* Task to carry out *
All of the entries are to be returned word for word.

───

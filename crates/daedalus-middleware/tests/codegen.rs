//! Code generator integration tests.

use daedalus_core::{BranchCondition, ConditionOperator};
use daedalus_test::{NodeFixture, PipelineFixture};

fn api() -> PipelineFixture {
    PipelineFixture::new("Orders API")
        .node(NodeFixture::exception_handling("errors").with_defaults())
        .node(NodeFixture::https("https").with_defaults())
        .node(NodeFixture::cors("cors").with_defaults())
        .node(NodeFixture::authentication("authn").with_defaults())
        .node(NodeFixture::authorization("authz").config("policies", vec!["admin"]))
        .node(NodeFixture::rate_limiting("limiter").with_defaults())
        .node(NodeFixture::endpoint("orders", "GET", "/api/orders"))
}

#[test]
fn test_program_layout() {
    let code = api().generate_code().unwrap();

    let create = code.find("var builder = WebApplication.CreateBuilder(args);").unwrap();
    let auth = code.find("builder.Services.AddAuthentication(").unwrap();
    let build = code.find("var app = builder.Build();").unwrap();
    let use_auth = code.find("app.UseAuthentication();").unwrap();
    let map = code.find("app.MapGet(\"/api/orders\"").unwrap();
    let run = code.find("app.Run();").unwrap();

    assert!(create < auth);
    assert!(auth < build);
    assert!(build < use_auth);
    assert!(use_auth < map);
    assert!(map < run);
}

#[test]
fn test_every_registration_is_emitted() {
    let code = api().generate_code().unwrap();
    for expected in [
        "builder.Services.AddHttpsRedirection(",
        "builder.Services.AddCors(",
        "builder.Services.AddAuthorization(options =>",
        "options.AddPolicy(\"admin\"",
        "builder.Services.AddRateLimiter(",
    ] {
        assert!(code.contains(expected), "missing {expected} in:\n{code}");
    }
}

#[test]
fn test_code_follows_code_order() {
    // Code is a projection of source order; no hoisting.
    let code = PipelineFixture::new("order")
        .node(NodeFixture::endpoint("users", "GET", "/api/users"))
        .node(NodeFixture::custom("audit", "AuditMiddleware"))
        .generate_code()
        .unwrap();

    let map = code.find("app.MapGet(").unwrap();
    let audit = code.find("app.UseMiddleware<AuditMiddleware>();").unwrap();
    assert!(map < audit);
}

#[test]
fn test_branch_condition_expression() {
    let code = PipelineFixture::new("branch")
        .node(
            NodeFixture::routing("routing")
                .when(BranchCondition::path(ConditionOperator::StartsWith, "/admin"))
                .on_true([NodeFixture::authentication("admin-auth")]),
        )
        .generate_code()
        .unwrap();

    assert!(code.contains(
        "app.UseWhen(context => context.Request.Path.StartsWithSegments(\"/admin\"), branch =>"
    ));
    assert!(code.contains("    branch.UseAuthentication();"));
    assert!(code.contains("builder.Services.AddAuthentication("));
}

───

* Answer to this problem *
filename crates/daedalus-middleware/tests/codegen.rs
//! Code generator integration tests.

use daedalus_core::{BranchCondition, ConditionOperator};
use daedalus_test::{NodeFixture, PipelineFixture};

fn api() -> PipelineFixture {
    PipelineFixture::new("Orders API")
        .node(NodeFixture::exception_handling("errors").with_defaults())
        .node(NodeFixture::https("https").with_defaults())
        .node(NodeFixture::cors("cors").with_defaults())
        .node(NodeFixture::authentication("authn").with_defaults())
        .node(NodeFixture::authorization("authz").config("policies", vec!["admin"]))
        .node(NodeFixture::rate_limiting("limiter").with_defaults())
        .node(NodeFixture::endpoint("orders", "GET", "/api/orders"))
}

#[test]
fn test_program_layout() {
    let code = api().generate_code().unwrap();

    let create = code.find("var builder = WebApplication.CreateBuilder(args);").unwrap();
    let auth = code.find("builder.Services.AddAuthentication(").unwrap();
    let build = code.find("var app = builder.Build();").unwrap();
    let use_auth = code.find("app.UseAuthentication();").unwrap();
    let map = code.find("app.MapGet(\"/api/orders\"").unwrap();
    let run = code.find("app.Run();").unwrap();

    assert!(create < auth);
    assert!(auth < build);
    assert!(build < use_auth);
    assert!(use_auth < map);
    assert!(map < run);
}

#[test]
fn test_every_registration_is_emitted() {
    let code = api().generate_code().unwrap();
    for expected in [
        "builder.Services.AddHttpsRedirection(",
        "builder.Services.AddCors(",
        "builder.Services.AddAuthorization(options =>",
        "options.AddPolicy(\"admin\"",
        "builder.Services.AddRateLimiter(",
    ] {
        assert!(code.contains(expected), "missing {expected} in:\n{code}");
    }
}

#[test]
fn test_code_follows_code_order() {
    // Code is a projection of source order; no hoisting.
    let code = PipelineFixture::new("order")
        .node(NodeFixture::endpoint("users", "GET", "/api/users"))
        .node(NodeFixture::custom("audit", "AuditMiddleware"))
        .generate_code()
        .unwrap();

    let map = code.find("app.MapGet(").unwrap();
    let audit = code.find("app.UseMiddleware<AuditMiddleware>();").unwrap();
    assert!(map < audit);
}

#[test]
fn test_branch_condition_expression() {
    let code = PipelineFixture::new("branch")
        .node(
            NodeFixture::routing("routing")
                .when(BranchCondition::path(ConditionOperator::StartsWith, "/admin"))
                .on_true([NodeFixture::authentication("admin-auth")]),
        )
        .generate_code()
        .unwrap();

    assert!(code.contains(
        "app.UseWhen(context => context.Request.Path.StartsWithSegments(\"/admin\"), branch =>"
    ));
    assert!(code.contains("    branch.UseAuthentication();"));
    assert!(code.contains("builder.Services.AddAuthentication("));
}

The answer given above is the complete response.